Now we are having horse breeding decisions driven by judging in the show arena rather than by common sense, and knowledgeable breeding practices. Winning stallions are now producing more offspring than less well known but often more solid producers of colts and fillies who can be counted upon to give an amateur a safe ride without thought of injury. 

   The most frequent request I get is for a horse that can be ridden by a child or a woman of middle age who can now afford the horse she has dreamed of since her teenage years. These are riders who want to enjoy leisure activities without having to work at it “pick and shovel.” And I have to tell you those ‘ol ponies are few and far between. 

   What I’d like to see is for breeders to pay less attention to show placing and put more emphasis on satisfying the needs of riders. About ninety percent of the nearly nine million horses and mules in this country are horses used for recreation. Even ranch work requires a more “watered down” version of cutting and roping horses.

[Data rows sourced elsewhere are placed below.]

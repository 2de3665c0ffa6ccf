//! Instruction prompts for the translation and polishing passes.

/// Prompt for translating one segment into `target_language`.
pub fn translation_prompt(segment: &str, target_language: &str) -> String {
    format!(
        "Please act as a professional {lang} translator and you will actually follow the steps below to produce a natural and professional {lang} translation.\n\
         1. Carefully read and fully understand the original text, ensuring thorough comprehension without haste.\n\
         2. Carefully think and consider how you would share the content you just read with your imagined audience in {lang}.\n\
         3. Start to translate the text by writing down the proposed sharing content you just had with your imagined audience in {lang}. Avoid translating word-for-word; aim for a comfortable, natural, and smooth manner of expression.\n\
         \n\
         {segment}",
        lang = target_language,
        segment = segment,
    )
}

/// Prompt for polishing the merged translation.
///
/// The model never sees the source text, only the chunk-by-chunk translation.
pub fn polishing_prompt(merged: &str, target_language: &str) -> String {
    format!(
        "以下是一段由原文逐塊翻譯再合併而成的{lang}文本。\n\
         由於是分塊翻譯後合併，可能存在以下問題：\n\
         1.  語句之間銜接不夠自然流暢。\n\
         2.  可能出現因分塊導致的語意中斷或重複。\n\
         3.  可能包含模型因分塊不完整而產生的提示性語句（例如：\"The text cuts off here\", \"以下篇幅過長\" 等類似訊息）。\n\
         4.  整體風格可能不夠統一。\n\
         \n\
         請你扮演一位資深的{lang}編輯，執行以下任務：\n\
         1.  **分析並理解**提供的文本內容。\n\
         2.  **校對語法錯誤**，修正任何不正確的表達。\n\
         3.  **去除贅字和重複**，使語言更精煉。\n\
         4.  **潤飾語句**，確保整篇文本語氣連貫、表達自然、流暢易讀，符合專業的{lang}書寫風格。\n\
         5.  **移除或修正**任何由分塊翻譯產生的不必要提示性語句或中斷標記。\n\
         6.  確保最終輸出的文本意思忠於原文（雖然你看不到原文，但要基於提供的譯文使其更完美）。\n\
         7.  請直接輸出潤飾後的完整{lang}文本，不要包含任何額外的解釋或開頭語。\n\
         \n\
         待潤飾的{lang}文本如下：\n\
         \n\
         {merged}",
        lang = target_language,
        merged = merged,
    )
}

#[cfg(test)]
mod tests {
    use super::*;

    #[test]
    fn test_translation_prompt_ends_with_segment() {
        let prompt = translation_prompt("The quick brown fox.", "繁體中文");

        assert!(prompt.starts_with("Please act as a professional 繁體中文 translator"));
        assert!(prompt.contains("3. Start to translate"));
        assert!(prompt.ends_with("\n\nThe quick brown fox."));
    }

    #[test]
    fn test_polishing_prompt_mentions_language_and_text() {
        let prompt = polishing_prompt("第一段\n\n第二段", "日本語");

        assert!(prompt.starts_with("以下是一段由原文逐塊翻譯再合併而成的日本語文本。"));
        assert!(prompt.contains("資深的日本語編輯"));
        assert!(prompt.ends_with("待潤飾的日本語文本如下：\n\n第一段\n\n第二段"));
    }
}
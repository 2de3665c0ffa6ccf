//! Fixed-rate pacing between generation calls.

use async_trait::async_trait;
use std::time::Duration;

/// Waits between consecutive segment calls.
#[async_trait]
pub trait Pacer: Send + Sync {
    async fn pause(&self);
}

/// Sleep for the same duration every time.
#[derive(Debug, Clone, Copy)]
pub struct FixedDelay {
    delay: Duration,
}

impl FixedDelay {
    pub fn new(delay: Duration) -> Self {
        Self { delay }
    }
}

#[async_trait]
impl Pacer for FixedDelay {
    async fn pause(&self) {
        tokio::time::sleep(self.delay).await;
    }
}

/// No waiting at all.
#[derive(Debug, Clone, Copy, Default)]
pub struct NoDelay;

#[async_trait]
impl Pacer for NoDelay {
    async fn pause(&self) {}
}

#[cfg(test)]
mod tests {
    use super::*;
    use tokio::time::Instant;

    #[tokio::test(start_paused = true)]
    async fn test_fixed_delay_waits_full_duration() {
        let pacer = FixedDelay::new(Duration::from_secs(2));
        let start = Instant::now();

        pacer.pause().await;
        assert!(start.elapsed() >= Duration::from_secs(2));
    }

    #[tokio::test(start_paused = true)]
    async fn test_no_delay_returns_immediately() {
        let start = Instant::now();
        NoDelay.pause().await;
        assert_eq!(start.elapsed(), Duration::ZERO);
    }
}
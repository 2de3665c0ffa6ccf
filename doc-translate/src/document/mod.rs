//! Reading source documents and writing translated ones.

mod extract;
mod write;

pub use extract::extract_text;
pub use write::{OutputFormat, output_path, write_document};
//! Text processing for translation: paragraph-aware chunking.

pub mod chunker;

pub use chunker::{DEFAULT_MAX_CHARS, split_into_segments};

/// Blank line between paragraphs, used both to split source text and to
/// join translated segments back together.
pub const PARAGRAPH_SEPARATOR: &str = "\n\n";

/// Join segment results in order, one blank line apart.
pub fn merge_segments<S: AsRef<str>>(segments: &[S]) -> String {
    segments
        .iter()
        .map(|s| s.as_ref())
        .collect::<Vec<&str>>()
        .join(PARAGRAPH_SEPARATOR)
}
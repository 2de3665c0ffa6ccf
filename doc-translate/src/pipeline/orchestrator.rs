//! Drives a full run: chunk, translate segments in order, merge, polish.

use super::pacing::Pacer;
use super::polisher::{PolishOutcome, Polisher};
use super::progress::ProgressSink;
use super::translator::{SegmentTranslator, TranslationOutcome};
use super::PipelineError;
use crate::text::{merge_segments, split_into_segments};

/// Knobs fixed for the lifetime of an orchestrator.
#[derive(Debug, Clone, Copy)]
pub struct PipelineSettings {
    /// Maximum segment size in characters
    pub max_chars: usize,
}

/// Everything a run produced.
#[derive(Debug, Clone)]
pub struct RunReport {
    /// Segment results joined in order, failed segments marked inline
    pub raw_merged: String,
    pub polished: PolishOutcome,
    pub had_translation_errors: bool,
    pub segment_count: usize,
    /// 1-based ordinals of the segments that failed
    pub failed_segments: Vec<usize>,
}

/// Runs the two-stage pipeline, one segment at a time.
pub struct Orchestrator {
    settings: PipelineSettings,
    translator: SegmentTranslator,
    polisher: Polisher,
    pacer: Box<dyn Pacer>,
}

impl Orchestrator {
    pub fn new(
        settings: PipelineSettings,
        translator: SegmentTranslator,
        polisher: Polisher,
        pacer: Box<dyn Pacer>,
    ) -> Self {
        Self {
            settings,
            translator,
            polisher,
            pacer,
        }
    }

    /// Translate and polish `document`.
    ///
    /// Segment and polish failures are recorded in the report; the only
    /// errors are configuration problems and a document that yields no
    /// segments, both detected before any generation call.
    pub async fn run(
        &self,
        document: &str,
        target_language: &str,
        progress: &dyn ProgressSink,
    ) -> Result<RunReport, PipelineError> {
        if self.settings.max_chars == 0 {
            return Err(PipelineError::InvalidChunkSize(self.settings.max_chars));
        }

        progress.status("正在分割文本...");
        let segments = split_into_segments(document, self.settings.max_chars);
        let total = segments.len();
        if total == 0 {
            return Err(PipelineError::ChunkingEmpty);
        }
        log::info!(
            "Split {} characters into {} segment(s) of at most {}",
            document.chars().count(),
            total,
            self.settings.max_chars
        );
        progress.report(0, total);

        let mut results = Vec::with_capacity(total);
        let mut failed_segments = Vec::new();

        for (i, segment) in segments.iter().enumerate() {
            let ordinal = i + 1;
            progress.status(&format!("初步翻譯：塊 {} / {}...", ordinal, total));

            match self.translator.translate(segment, target_language).await {
                TranslationOutcome::Translated(text) => results.push(text),
                TranslationOutcome::Failed(detail) => {
                    log::error!("Segment {} of {} failed to translate", ordinal, total);
                    results.push(segment_failure_block(ordinal, &detail));
                    failed_segments.push(ordinal);
                }
            }

            progress.report(ordinal, total);

            if ordinal < total {
                self.pacer.pause().await;
            }
        }

        progress.status("初步翻譯完成，正在合併結果...");
        let raw_merged = merge_segments(&results);

        progress.status("正在進行 AI 潤飾與校對...");
        let polished = self.polisher.polish(&raw_merged, target_language).await;

        Ok(RunReport {
            raw_merged,
            polished,
            had_translation_errors: !failed_segments.is_empty(),
            segment_count: total,
            failed_segments,
        })
    }
}

/// Inline block standing in for a segment that failed.
fn segment_failure_block(ordinal: usize, detail: &str) -> String {
    format!("\n--- 塊 {} 初步翻譯失敗 ---\n{}\n---", ordinal, detail)
}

Most folks, however, want a trail riding horse, or an equine companion they can enjoy on weekends, or an occasional show, or a pony to quietly ride down to the creek to watch the sunset. As breeders I feel that our job is to study and become knowledgeable of conformation, soundness, and trainability.

As riders we have an obligation as well. We have now at our disposal teachers, clinicians, books, videos, and ,oh yes, YouTube to educate ourselves to become better riders and horsemen, and women. 

  Well, the dog has forgiven me, and I’ll just get down off this high horse, now. See ya down the trail!